Что Борджиа не нравилось в столице Русского царства, так это слишком заметные азиатские веяния. Причины этого были понятны – два с лишним столетия быть завоеванными татаро-монгольскими дикарями – ничем не лучше, а то и хуже пребывания под властью османов. Ему рассказывали о том, что творилось на землях, освобождённых в результате Крестового похода. Там всё было явно и грубо, а здесь… тоньше и коварнее. Наследники ханов Батыя и Чингисхана, будучи по сути своей кочевниками, не склонялись к тому, чтобы держать гарнизоны на некоторых завоеванных землях. Другое дело – всячески помогать и возвышать тех, кто готов был предать собственный народ, помогая завоевателям в обмен на власть и куски с ханского стола. Одно поколение за другим, затем третье, четвёртое… И вот уже под правлением князей-предателей русские перенимают черты своих завоевателей. А уж что такое азиатские черты, им, Борджиа, объяснять не приходилось. Уже объяснили, показали, разложили во всём безобразии и научили распознавать и бороться. Ведь именно проникновение азиатско-восточного духа погубило некогда могучую Византию. А тут, в Русском царстве, византийский тлетворный душок тоже появился, добавившись уже к присутствующим, принесённым татаро-монголами язвам.

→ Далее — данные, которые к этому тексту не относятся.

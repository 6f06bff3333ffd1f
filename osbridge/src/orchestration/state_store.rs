//! Persistent plan state store.
//!
//! One JSON file per plan id under the state directory, written crash-safe
//! (write-temp, fsync, rename). Writes are serialised per plan id; reads
//! are snapshots. This store is the source of truth for resumability after
//! a daemon restart.

use std::collections::HashMap;
use std::io::Write;
use std::path::PathBuf;
use std::sync::Mutex;
use tokio::sync::Mutex as AsyncMutex;

use super::state::ExecutionState;
use crate::errors::{BridgeError, BridgeResult};

pub struct PlanStateStore {
    dir: PathBuf,
    /// Per-plan write locks.
    locks: Mutex<HashMap<String, std::sync::Arc<AsyncMutex<()>>>>,
}

impl PlanStateStore {
    pub fn open(dir: impl Into<PathBuf>) -> BridgeResult<Self> {
        let dir = dir.into();
        std::fs::create_dir_all(&dir)?;
        Ok(Self {
            dir,
            locks: Mutex::new(HashMap::new()),
        })
    }

    fn path_for(&self, plan_id: &str) -> PathBuf {
        // Plan ids are caller-supplied; keep the file name filesystem-safe.
        let safe: String = plan_id
            .chars()
            .map(|c| if c.is_ascii_alphanumeric() || c == '-' || c == '_' { c } else { '_' })
            .collect();
        self.dir.join(format!("{safe}.json"))
    }

    fn lock_for(&self, plan_id: &str) -> BridgeResult<std::sync::Arc<AsyncMutex<()>>> {
        let mut locks = self
            .locks
            .lock()
            .map_err(|_| BridgeError::Internal("state store lock poisoned".to_string()))?;
        Ok(locks
            .entry(plan_id.to_string())
            .or_insert_with(|| std::sync::Arc::new(AsyncMutex::new(())))
            .clone())
    }

    pub async fn save(&self, state: &ExecutionState) -> BridgeResult<()> {
        let lock = self.lock_for(&state.plan_id)?;
        let _guard = lock.lock().await;
        let path = self.path_for(&state.plan_id);
        let payload = serde_json::to_vec_pretty(state)?;
        let dir = self.dir.clone();
        // Blocking fs work off the async path.
        tokio::task::spawn_blocking(move || -> BridgeResult<()> {
            let mut tmp = tempfile::NamedTempFile::new_in(&dir)?;
            tmp.write_all(&payload)?;
            tmp.flush()?;
            tmp.as_file().sync_all()?;
            tmp.persist(&path)
                .map_err(|e| BridgeError::Internal(format!("persist state: {e}")))?;
            Ok(())
        })
        .await
        .map_err(|e| BridgeError::Internal(format!("state write task: {e}")))??;
        Ok(())
    }

    pub fn load(&self, plan_id: &str) -> BridgeResult<Option<ExecutionState>> {
        let path = self.path_for(plan_id);
        if !path.exists() {
            return Ok(None);
        }
        let content = std::fs::read_to_string(&path)?;
        let state: ExecutionState = serde_json::from_str(&content)?;
        Ok(Some(state))
    }

    pub fn list(&self) -> BridgeResult<Vec<String>> {
        let mut plan_ids = Vec::new();
        for entry in std::fs::read_dir(&self.dir)? {
            let entry = entry?;
            let name = entry.file_name();
            let name = name.to_string_lossy();
            if let Some(stem) = name.strip_suffix(".json") {
                plan_ids.push(stem.to_string());
            }
        }
        plan_ids.sort();
        Ok(plan_ids)
    }

    pub fn delete(&self, plan_id: &str) -> BridgeResult<bool> {
        let path = self.path_for(plan_id);
        if path.exists() {
            std::fs::remove_file(path)?;
            return Ok(true);
        }
        Ok(false)
    }
}

#[cfg(test)]
mod tests {
    use super::*;
    use crate::orchestration::state::{ActionStatus, PlanStatus};

    #[tokio::test]
    async fn save_load_roundtrip() {
        let dir = tempfile::tempdir().unwrap();
        let store = PlanStateStore::open(dir.path()).unwrap();

        let mut state = ExecutionState::new("plan-9", ["a1".to_string()]);
        state.plan_status = PlanStatus::Running;
        state.action_mut("a1").status = ActionStatus::Succeeded;
        state
            .results
            .insert("a1".to_string(), serde_json::json!({"value": 7}));
        store.save(&state).await.unwrap();

        let loaded = store.load("plan-9").unwrap().expect("state present");
        assert_eq!(loaded.plan_status, PlanStatus::Running);
        assert_eq!(loaded.results["a1"]["value"], 7);
        assert_eq!(store.list().unwrap(), vec!["plan-9"]);
    }

    #[tokio::test]
    async fn save_overwrites_atomically() {
        let dir = tempfile::tempdir().unwrap();
        let store = PlanStateStore::open(dir.path()).unwrap();
        let mut state = ExecutionState::new("p", ["a".to_string()]);
        store.save(&state).await.unwrap();
        state.plan_status = PlanStatus::Completed;
        store.save(&state).await.unwrap();
        let loaded = store.load("p").unwrap().unwrap();
        assert_eq!(loaded.plan_status, PlanStatus::Completed);
    }

    #[tokio::test]
    async fn delete_and_missing_load() {
        let dir = tempfile::tempdir().unwrap();
        let store = PlanStateStore::open(dir.path()).unwrap();
        assert!(store.load("ghost").unwrap().is_none());
        assert!(!store.delete("ghost").unwrap());
        let state = ExecutionState::new("real", []);
        store.save(&state).await.unwrap();
        assert!(store.delete("real").unwrap());
        assert!(store.load("real").unwrap().is_none());
    }

    #[tokio::test]
    async fn unsafe_plan_ids_are_sanitised() {
        let dir = tempfile::tempdir().unwrap();
        let store = PlanStateStore::open(dir.path()).unwrap();
        let state = ExecutionState::new("../evil/plan", []);
        store.save(&state).await.unwrap();
        // The file lands inside the state dir, not outside it.
        assert_eq!(store.list().unwrap().len(), 1);
    }
}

Одно на другое… Итальянский посланник видел, что положение женщин тут очень отлично от привычного для Италии и других европейских стран.Скрывающие всё что можно одежды. Скрытые под платками волосы, глаза, устремленные в пол или к земле, робость и где-то даже забитость. Не у всех, но у большинства. Эти, как их называли русские, терема, где находились русские незамужние аристократки, отрезанные от светской жизни. А она, светская жизнь, такая как балы, танцы, театральные представления… отсутствовала. Известно, что там, где нет светской жизни, сильно влияние иной, религиозной. Очень сильно. То же, на что способна вера, не ограниченная здравомыслием, Франческо Галсеран де Льорис и де Борха сподобился увидеть неоднократно. Идеи Савонаролы, Крамера, Торквемады и иных, более ранних, запоминались надолго. Особенно после того, как сравнить их с предлагаемой в Италии альтернативой, куда более приятной для жизни и радующей душу, сердце и тело.

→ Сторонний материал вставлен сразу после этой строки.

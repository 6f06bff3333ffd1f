//! System watchers: filesystem changes, process transitions, resource
//! thresholds.

use async_trait::async_trait;
use notify::{RecursiveMode, Watcher as _};
use std::path::PathBuf;
use std::sync::Mutex;
use std::time::Duration;
use sysinfo::System;
use tokio::sync::mpsc;
use tokio::task::JoinHandle;

use super::temporal::{abort_task, store_task, TriggerIdent};
use super::{FireCallback, Watcher};
use crate::errors::{BridgeError, BridgeResult};
use crate::triggers::models::{FsEventKind, ProcessTransition, ResourceMetric, TriggerDefinition};

/// Watches a path via the platform notifier, coalescing event storms into
/// one fire per window.
pub struct FileSystemWatcher {
    ident: TriggerIdent,
    path: PathBuf,
    mask: Vec<FsEventKind>,
    coalesce: Duration,
    notifier: Mutex<Option<notify::RecommendedWatcher>>,
    task: Mutex<Option<JoinHandle<()>>>,
}

impl FileSystemWatcher {
    pub fn new(
        trigger: &TriggerDefinition,
        path: &str,
        mask: Vec<FsEventKind>,
        coalesce_ms: u64,
    ) -> Self {
        Self {
            ident: TriggerIdent::of(trigger),
            path: PathBuf::from(path),
            mask,
            coalesce: Duration::from_millis(coalesce_ms.max(1)),
            notifier: Mutex::new(None),
            task: Mutex::new(None),
        }
    }
}

fn classify(kind: &notify::EventKind) -> Option<FsEventKind> {
    use notify::event::ModifyKind;
    match kind {
        notify::EventKind::Create(_) => Some(FsEventKind::Created),
        notify::EventKind::Remove(_) => Some(FsEventKind::Deleted),
        notify::EventKind::Modify(ModifyKind::Name(_)) => Some(FsEventKind::Moved),
        notify::EventKind::Modify(_) => Some(FsEventKind::Modified),
        _ => None,
    }
}

#[async_trait]
impl Watcher for FileSystemWatcher {
    async fn start(&self, callback: FireCallback) -> BridgeResult<()> {
        let (tx, mut rx) = mpsc::unbounded_channel::<(FsEventKind, Vec<PathBuf>)>();
        let mask = self.mask.clone();

        let mut notifier = notify::recommended_watcher(
            move |result: Result<notify::Event, notify::Error>| {
                let Ok(event) = result else { return };
                let Some(kind) = classify(&event.kind) else {
                    return;
                };
                if !mask.is_empty() && !mask.contains(&kind) {
                    return;
                }
                let _ = tx.send((kind, event.paths));
            },
        )
        .map_err(|e| BridgeError::WatcherFailed(format!("notify init: {e}")))?;
        notifier
            .watch(&self.path, RecursiveMode::Recursive)
            .map_err(|e| {
                BridgeError::WatcherFailed(format!("watch {:?}: {e}", self.path))
            })?;
        if let Ok(mut slot) = self.notifier.lock() {
            *slot = Some(notifier);
        }

        let ident = self.ident.clone();
        let coalesce = self.coalesce;
        let handle = tokio::spawn(async move {
            while let Some(first) = rx.recv().await {
                // Coalesce the storm: drain everything arriving inside the
                // window into one fire.
                let mut kinds = vec![first.0];
                let mut paths = first.1;
                tokio::time::sleep(coalesce).await;
                while let Ok((kind, mut more)) = rx.try_recv() {
                    kinds.push(kind);
                    paths.append(&mut more);
                }
                paths.dedup();
                let event_type = format!("fs.{:?}", kinds[0]).to_lowercase();
                let coalesced = kinds.len();
                let payload = serde_json::json!({
                    "kinds": kinds,
                    "paths": paths.iter().map(|p| p.display().to_string()).collect::<Vec<_>>(),
                    "coalesced": coalesced,
                });
                callback(ident.event(&event_type, payload));
            }
        });
        store_task(&self.task, handle);
        Ok(())
    }

    async fn stop(&self) {
        if let Ok(mut slot) = self.notifier.lock() {
            slot.take();
        }
        abort_task(&self.task);
    }
}

/// Polls the process table and fires on start/stop transitions of a
/// process matched by name or pid.
pub struct ProcessWatcher {
    ident: TriggerIdent,
    name: Option<String>,
    pid: Option<u32>,
    on: ProcessTransition,
    poll: Duration,
    task: Mutex<Option<JoinHandle<()>>>,
}

impl ProcessWatcher {
    pub fn new(
        trigger: &TriggerDefinition,
        name: Option<String>,
        pid: Option<u32>,
        on: ProcessTransition,
        poll_interval_s: f64,
    ) -> Self {
        Self {
            ident: TriggerIdent::of(trigger),
            name,
            pid,
            on,
            poll: Duration::from_secs_f64(poll_interval_s.max(0.1)),
            task: Mutex::new(None),
        }
    }

    fn is_present(system: &System, name: &Option<String>, pid: Option<u32>) -> bool {
        system.processes().iter().any(|(process_pid, process)| {
            if let Some(pid) = pid {
                if process_pid.as_u32() != pid {
                    return false;
                }
            }
            if let Some(name) = name {
                if !process.name().eq_ignore_ascii_case(name) {
                    return false;
                }
            }
            name.is_some() || pid.is_some()
        })
    }
}

#[async_trait]
impl Watcher for ProcessWatcher {
    async fn start(&self, callback: FireCallback) -> BridgeResult<()> {
        let ident = self.ident.clone();
        let name = self.name.clone();
        let pid = self.pid;
        let on = self.on;
        let poll = self.poll;
        let handle = tokio::spawn(async move {
            let mut system = System::new();
            system.refresh_processes();
            let mut present = Self::is_present(&system, &name, pid);
            loop {
                tokio::time::sleep(poll).await;
                system.refresh_processes();
                let now_present = Self::is_present(&system, &name, pid);
                if now_present != present {
                    let event_type = if now_present { "process.start" } else { "process.stop" };
                    let matches = matches!(
                        (on, now_present),
                        (ProcessTransition::Both, _)
                            | (ProcessTransition::Start, true)
                            | (ProcessTransition::Stop, false)
                    );
                    if matches {
                        callback(ident.event(
                            event_type,
                            serde_json::json!({"name": name, "pid": pid}),
                        ));
                    }
                    present = now_present;
                }
            }
        });
        store_task(&self.task, handle);
        Ok(())
    }

    async fn stop(&self) {
        abort_task(&self.task);
    }
}

/// Fires when CPU/memory/disk usage crosses a threshold; hysteresis keeps
/// it from oscillating at the boundary.
pub struct ResourceWatcher {
    ident: TriggerIdent,
    metric: ResourceMetric,
    threshold_pct: f64,
    hysteresis_pct: f64,
    poll: Duration,
    task: Mutex<Option<JoinHandle<()>>>,
}

impl ResourceWatcher {
    pub fn new(
        trigger: &TriggerDefinition,
        metric: ResourceMetric,
        threshold_pct: f64,
        hysteresis_pct: f64,
        poll_interval_s: f64,
    ) -> Self {
        Self {
            ident: TriggerIdent::of(trigger),
            metric,
            threshold_pct,
            hysteresis_pct,
            poll: Duration::from_secs_f64(poll_interval_s.max(0.1)),
            task: Mutex::new(None),
        }
    }

    fn sample(system: &mut System, metric: ResourceMetric) -> f64 {
        match metric {
            ResourceMetric::Cpu => {
                system.refresh_cpu();
                system.global_cpu_info().cpu_usage() as f64
            }
            ResourceMetric::Memory => {
                system.refresh_memory();
                let total = system.total_memory();
                if total == 0 {
                    0.0
                } else {
                    system.used_memory() as f64 / total as f64 * 100.0
                }
            }
            ResourceMetric::Disk => {
                let disks = sysinfo::Disks::new_with_refreshed_list();
                disks
                    .iter()
                    .map(|disk| {
                        let total = disk.total_space();
                        if total == 0 {
                            0.0
                        } else {
                            (total - disk.available_space()) as f64 / total as f64 * 100.0
                        }
                    })
                    .fold(0.0, f64::max)
            }
        }
    }
}

#[async_trait]
impl Watcher for ResourceWatcher {
    async fn start(&self, callback: FireCallback) -> BridgeResult<()> {
        let ident = self.ident.clone();
        let metric = self.metric;
        let threshold = self.threshold_pct;
        let rearm_below = (self.threshold_pct - self.hysteresis_pct).max(0.0);
        let poll = self.poll;
        let handle = tokio::spawn(async move {
            let mut system = System::new();
            let mut armed = true;
            loop {
                tokio::time::sleep(poll).await;
                let value = Self::sample(&mut system, metric);
                if armed && value >= threshold {
                    armed = false;
                    callback(ident.event(
                        &format!("resource.{metric:?}").to_lowercase(),
                        serde_json::json!({"value_pct": value, "threshold_pct": threshold}),
                    ));
                } else if !armed && value <= rearm_below {
                    armed = true;
                }
            }
        });
        store_task(&self.task, handle);
        Ok(())
    }

    async fn stop(&self) {
        abort_task(&self.task);
    }
}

Тут же… Вот почему бы не вымостить улицы камнем? Да и деревянные дома, которые то и дело горели ярким пламенем, подвергая опасности не только живущих в них, но и большую часть города. Нет, не понять. Также удивлял его и полнейшее отсутствие встраивания в нормальную жизнь бастардов здешней аристократии. Внебрачные дети всегда были для европейских стран обычным делом. Политические супружеские союзы это одно, а сердечные привязанности – совсем другое. Совершенно естественным для Италии, Испании, Франции, иных стран было признавать незаконнорожденных детей, давать им «усечённый» герб, а значит возможность пробиться в жизни. Понятное дело, что бастарды от связи с простолюдинами выходили подающими хоть тень надежд далеко не всегда. Сперва к таким присматривались, а уж потом, в зависимости от впечатления… Но если сын или дочь рождались от связи с не простой девицей, тогда о непризнании и речи не шло, Открытом или более тайном, но всё же! Чего скрывать, не менее трети знати имели среди предков до третьего-четвёртого колена хотя бы одного бастарда. Да и, стремясь прорваться с нижней ступеньки - а на ней большая часть бастардов и начинала – туда, вверх, к славе, золоту и титулам, «молодые и голодные» ухитрялись добиваться немыслимого.

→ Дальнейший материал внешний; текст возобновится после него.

//! Typed topic fan-out with bounded per-sink queues.

use async_trait::async_trait;
use chrono::Utc;
use serde::{Deserialize, Serialize};
use serde_json::{Map, Value};
use std::collections::VecDeque;
use std::path::PathBuf;
use std::sync::atomic::{AtomicBool, AtomicU64, Ordering};
use std::sync::{Arc, Mutex};
use tokio::io::AsyncWriteExt;
use tokio::sync::Notify;

use crate::errors::{BridgeError, BridgeResult};

/// The closed set of event topics.
#[derive(Debug, Clone, Copy, PartialEq, Eq, Hash, Serialize, Deserialize)]
#[serde(rename_all = "snake_case")]
pub enum Topic {
    Plans,
    Actions,
    Security,
    Permissions,
    Errors,
    Perception,
    Iot,
    Db,
    Filesystem,
}

impl Topic {
    pub fn as_str(&self) -> &'static str {
        match self {
            Topic::Plans => "plans",
            Topic::Actions => "actions",
            Topic::Security => "security",
            Topic::Permissions => "permissions",
            Topic::Errors => "errors",
            Topic::Perception => "perception",
            Topic::Iot => "iot",
            Topic::Db => "db",
            Topic::Filesystem => "filesystem",
        }
    }
}

impl std::fmt::Display for Topic {
    fn fmt(&self, f: &mut std::fmt::Formatter<'_>) -> std::fmt::Result {
        f.write_str(self.as_str())
    }
}

/// One emitted event. Serialises to a single NDJSON line
/// `{ts, topic, kind, ...payload}`.
#[derive(Debug, Clone, Serialize, Deserialize)]
pub struct Event {
    /// Unix epoch milliseconds.
    pub ts: i64,
    pub topic: Topic,
    pub kind: String,
    #[serde(flatten)]
    pub payload: Map<String, Value>,
}

impl Event {
    pub fn new(topic: Topic, kind: impl Into<String>, payload: Value) -> Self {
        let payload = match payload {
            Value::Object(map) => map,
            Value::Null => Map::new(),
            other => {
                let mut map = Map::new();
                map.insert("data".to_string(), other);
                map
            }
        };
        Self {
            ts: Utc::now().timestamp_millis(),
            topic,
            kind: kind.into(),
            payload,
        }
    }
}

/// Delivery target for events. Implementations must tolerate bursts and
/// must not assume any particular calling task.
#[async_trait]
pub trait EventSink: Send + Sync {
    fn name(&self) -> &str;
    async fn deliver(&self, event: &Event) -> BridgeResult<()>;
}

/// Discards everything.
pub struct NullSink;

#[async_trait]
impl EventSink for NullSink {
    fn name(&self) -> &str {
        "null"
    }
    async fn deliver(&self, _event: &Event) -> BridgeResult<()> {
        Ok(())
    }
}

/// Append-only NDJSON file sink. `ts` is clamped monotone non-decreasing
/// within one file.
pub struct FileSink {
    path: PathBuf,
    last_ts: AtomicU64,
}

impl FileSink {
    pub fn new(path: impl Into<PathBuf>) -> Self {
        Self {
            path: path.into(),
            last_ts: AtomicU64::new(0),
        }
    }

    pub fn path(&self) -> &PathBuf {
        &self.path
    }
}

#[async_trait]
impl EventSink for FileSink {
    fn name(&self) -> &str {
        "file"
    }

    async fn deliver(&self, event: &Event) -> BridgeResult<()> {
        let mut record = event.clone();
        let floor = self.last_ts.load(Ordering::Acquire) as i64;
        if record.ts < floor {
            record.ts = floor;
        }
        self.last_ts.store(record.ts as u64, Ordering::Release);

        let mut line = serde_json::to_string(&record)?;
        line.push('\n');

        if let Some(parent) = self.path.parent() {
            tokio::fs::create_dir_all(parent).await?;
        }
        let mut file = tokio::fs::OpenOptions::new()
            .create(true)
            .append(true)
            .open(&self.path)
            .await?;
        file.write_all(line.as_bytes()).await?;
        Ok(())
    }
}

/// Broadcasts to children; a failing child is logged and skipped, never
/// propagated.
pub struct FanoutSink {
    children: Vec<Arc<dyn EventSink>>,
}

impl FanoutSink {
    pub fn new(children: Vec<Arc<dyn EventSink>>) -> Self {
        Self { children }
    }
}

#[async_trait]
impl EventSink for FanoutSink {
    fn name(&self) -> &str {
        "fanout"
    }

    async fn deliver(&self, event: &Event) -> BridgeResult<()> {
        for child in &self.children {
            if let Err(e) = child.deliver(event).await {
                tracing::warn!(sink = child.name(), error = %e, "event sink failed; skipping");
            }
        }
        Ok(())
    }
}

struct SinkQueue {
    sink: Arc<dyn EventSink>,
    queue: Mutex<VecDeque<Event>>,
    notify: Notify,
    capacity: usize,
    dropped: AtomicU64,
    closed: AtomicBool,
    /// True while the drain task is delivering a popped event; `flush`
    /// must wait for it as well as for an empty queue.
    busy: AtomicBool,
}

/// Non-blocking producer-side event bus. One drain task per registered sink
/// preserves FIFO order within that sink.
pub struct EventBus {
    sinks: Mutex<Vec<Arc<SinkQueue>>>,
    default_capacity: usize,
}

impl EventBus {
    pub fn new(default_capacity: usize) -> Arc<Self> {
        Arc::new(Self {
            sinks: Mutex::new(Vec::new()),
            default_capacity: default_capacity.max(1),
        })
    }

    /// Register a sink and spawn its drain task.
    pub fn register(self: &Arc<Self>, sink: Arc<dyn EventSink>) {
        let entry = Arc::new(SinkQueue {
            sink,
            queue: Mutex::new(VecDeque::new()),
            notify: Notify::new(),
            capacity: self.default_capacity,
            dropped: AtomicU64::new(0),
            closed: AtomicBool::new(false),
            busy: AtomicBool::new(false),
        });
        if let Ok(mut sinks) = self.sinks.lock() {
            sinks.push(entry.clone());
        }
        tokio::spawn(drain_loop(entry));
    }

    /// Enqueue an event for every sink. Never blocks; on a full queue the
    /// oldest event is dropped and counted.
    pub fn emit(&self, topic: Topic, kind: impl Into<String>, payload: Value) {
        let event = Event::new(topic, kind, payload);
        let sinks = match self.sinks.lock() {
            Ok(guard) => guard.clone(),
            Err(_) => return,
        };
        for entry in sinks {
            if entry.closed.load(Ordering::Acquire) {
                continue;
            }
            if let Ok(mut queue) = entry.queue.lock() {
                if queue.len() >= entry.capacity {
                    queue.pop_front();
                    entry.dropped.fetch_add(1, Ordering::Relaxed);
                }
                queue.push_back(event.clone());
            }
            entry.notify.notify_one();
        }
    }

    /// Total events dropped across all sinks due to queue overflow.
    pub fn events_dropped(&self) -> u64 {
        self.sinks
            .lock()
            .map(|sinks| {
                sinks
                    .iter()
                    .map(|s| s.dropped.load(Ordering::Relaxed))
                    .sum()
            })
            .unwrap_or(0)
    }

    /// Wait until every sink queue is empty. Test and shutdown helper.
    pub async fn flush(&self) {
        loop {
            let pending = self
                .sinks
                .lock()
                .map(|sinks| {
                    sinks.iter().any(|s| {
                        s.busy.load(Ordering::Acquire)
                            || s.queue.lock().map(|q| !q.is_empty()).unwrap_or(false)
                    })
                })
                .unwrap_or(false);
            if !pending {
                return;
            }
            tokio::time::sleep(std::time::Duration::from_millis(5)).await;
        }
    }

    pub fn shutdown(&self) {
        if let Ok(sinks) = self.sinks.lock() {
            for entry in sinks.iter() {
                entry.closed.store(true, Ordering::Release);
                entry.notify.notify_one();
            }
        }
    }
}

async fn drain_loop(entry: Arc<SinkQueue>) {
    loop {
        entry.busy.store(true, Ordering::Release);
        let next = entry.queue.lock().ok().and_then(|mut q| q.pop_front());
        match next {
            Some(event) => {
                if let Err(e) = entry.sink.deliver(&event).await {
                    tracing::warn!(sink = entry.sink.name(), error = %e, "event delivery failed");
                }
            }
            None => {
                entry.busy.store(false, Ordering::Release);
                if entry.closed.load(Ordering::Acquire) {
                    return;
                }
                entry.notify.notified().await;
            }
        }
    }
}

А что было тут, в Русском царстве? Одно лишь большое ничто. Только и исключительно законнорожденные имели хоть какие-то возможности. Для других… или тяжкий труд крестьянина/ремесленника, или пребывание с самого детства при монастырях с последующим постригом и пребыванием уже как монаха до самой смерти. Для Борджиа, равно как и иной итало-испанской знати, это было равносильно выбрасыванию в отхожее место пригоршней серебра, золота, а то и драгоценных камней. Бессмысленно, беспощадно… неизменно.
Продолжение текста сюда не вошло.